L’instrument à disposition des nostalgiques du « keep the maximum of control at home » est la règle de l’unanimité en vigueur notamment en matière de politique étrangère et de fait pour la politique d’élargissement elle-même. Si certains souhaiteraient faire sauter ce verrou, d’autres la considèrent comme un clapet de sécurité. Le débat se poursuit.
Les dirigeants des Balkans peinent à renoncer à l’exercice de leur souveraineté considérant leur « nation » comme l’horizon indépassable.
Francois Lafond
La volonté d’une « union sans cesse plus étroite entre les peuples de l’Europe », le respect exigeant des valeurs telles que définies dans l’article 2 de nos textes fondateurs et l’orientation géostratégique partagée sont autant d’impératifs qui ne semblent plus spontanément acceptés, au sein de l’Union européenne comme chez certains qui souhaitent cependant en devenir membres.
C’est pour cette raison que tout élargissement futur ne pourra se faire que si, synchroniquement, les membres actuels de l’Union acceptent de s’y préparer, institutionnellement et financièrement. Le rapport du Groupe de travail franco-allemand sur les réformes institutionnelles de l’Union indiquait clairement, comme tant d’autres de façon tout aussi explicite, les étapes à suivre et les réformes à entreprendre. Le peu d’empressement démontré depuis septembre 2023, date de publication du rapport, par tous ceux qui sont en capacité d’initier un processus d’adaptation est un premier indice. L’adhésion graduelle en vogue et le peu d’empressement européen à peser sur les disputes bilatérales, préparent finalement les esprits à l’acceptation d’une nouvelle étape dans le processus de différenciation de l’Union européenne.
Tout élargissement futur ne pourra se faire que si, synchroniquement, les membres actuels de l’Union acceptent de s’y préparer, institutionnellement et financièrement.
Francois Lafond
Les pays des Balkans occidentaux ne sont pas prêts à devenir membres à part entière de l’Union européenne, comme l’Union semble mal équipée aujourd’hui pour les accueillir, et peu encline pour adapter les traités existants et ainsi optimiser le fonctionnement d’une Communauté, qui outre les Balkans Occidentaux, devra aussi accueillir l’Ukraine et la Moldavie.
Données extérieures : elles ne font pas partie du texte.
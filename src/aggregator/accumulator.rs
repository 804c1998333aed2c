//! Running totals for one grouping level.
//!
//! One accumulator exists per roll-up level (national, state, county). The
//! eight count metrics accumulate by summation; the days-vacant ratio
//! accumulates as a running sum divided by the record count at finalize.

use crate::output::row::LevelTotals;
use crate::source::record::TractMetrics;

/// Mutable running state for one grouping level within one file
#[derive(Debug, Clone, Default)]
pub struct LevelAccumulator {
    active_res: u64,
    res_vac: u64,
    days_vacant_sum: f64,
    vac_0_3: u64,
    vac_3_6: u64,
    vac_6_12: u64,
    vac_12_24: u64,
    vac_24_36: u64,
    vac_36_plus: u64,
    records: u64,
}

impl LevelAccumulator {
    pub fn new() -> Self {
        Self::default()
    }

    /// Fold one record's metrics into the running totals
    pub fn add(&mut self, m: &TractMetrics) {
        self.active_res += m.active_res;
        self.res_vac += m.res_vac;
        self.days_vacant_sum += m.avg_days_vacant;
        self.vac_0_3 += m.vac_0_3;
        self.vac_3_6 += m.vac_3_6;
        self.vac_6_12 += m.vac_6_12;
        self.vac_12_24 += m.vac_12_24;
        self.vac_24_36 += m.vac_24_36;
        self.vac_36_plus += m.vac_36_plus;
        self.records += 1;
    }

    /// Records contributed since the last reset
    pub fn records(&self) -> u64 {
        self.records
    }

    /// Turn the running state into emitted totals.
    ///
    /// Returns `None` for a zero-record group: flushing an empty group is
    /// skipped rather than emitting a meaningless zero mean (or dividing
    /// by zero).
    pub fn finalize(&self) -> Option<LevelTotals> {
        if self.records == 0 {
            return None;
        }
        Some(LevelTotals {
            active_res: self.active_res,
            res_vac: self.res_vac,
            avg_days_vacant: self.days_vacant_sum / self.records as f64,
            vac_0_3: self.vac_0_3,
            vac_3_6: self.vac_3_6,
            vac_6_12: self.vac_6_12,
            vac_12_24: self.vac_12_24,
            vac_24_36: self.vac_24_36,
            vac_36_plus: self.vac_36_plus,
        })
    }

    /// Zero all sums and the counter, ready for the next group
    pub fn reset(&mut self) {
        *self = Self::default();
    }
}

#[cfg(test)]
mod tests {
    use super::*;

    #[test]
    fn test_new_accumulator_is_empty() {
        let acc = LevelAccumulator::new();
        assert_eq!(acc.records(), 0);
        assert!(acc.finalize().is_none());
    }

    #[test]
    fn test_add_sums_counts_and_averages_ratio() {
        let mut acc = LevelAccumulator::new();
        acc.add(&TractMetrics::uniform(10, 4.0));
        acc.add(&TractMetrics::uniform(20, 8.0));

        let totals = acc.finalize().unwrap();
        assert_eq!(totals.active_res, 30);
        assert_eq!(totals.vac_36_plus, 30);
        // mean of the ratio, not its sum
        assert_eq!(totals.avg_days_vacant, 6.0);
    }

    #[test]
    fn test_single_record_mean_is_the_value() {
        let mut acc = LevelAccumulator::new();
        acc.add(&TractMetrics::uniform(5, 7.5));
        let totals = acc.finalize().unwrap();
        assert_eq!(totals.avg_days_vacant, 7.5);
    }

    #[test]
    fn test_reset_returns_to_empty() {
        let mut acc = LevelAccumulator::new();
        acc.add(&TractMetrics::uniform(10, 4.0));
        acc.reset();
        assert_eq!(acc.records(), 0);
        assert!(acc.finalize().is_none());
    }

    #[test]
    fn test_finalize_does_not_consume_state() {
        let mut acc = LevelAccumulator::new();
        acc.add(&TractMetrics::uniform(10, 4.0));
        let first = acc.finalize().unwrap();
        let second = acc.finalize().unwrap();
        assert_eq!(first, second);
    }
}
Cette « constellation européenne », offrant aux pays du continent européen des solutions d’intégration à la carte selon les secteurs, variables et flexibles selon les gouvernements, nécessitera une architecture institutionnelle souple, beaucoup d’imagination pour innover et satisfaire les nuances patriotiques nationales sans pour autant démanteler le cadre institutionnel existant. Et il faudra mettre en place une vraie pédagogie pour garder les citoyens européens à bord. Une « constellation européenne » dont il faut cependant se hâter de dessiner les contours et les modes d’action, avec une Communauté politique européenne (CPE) qui aura certainement toute sa place. Le monde pluri-polaire, de moins en moins démocratique, ne nous attendra pas.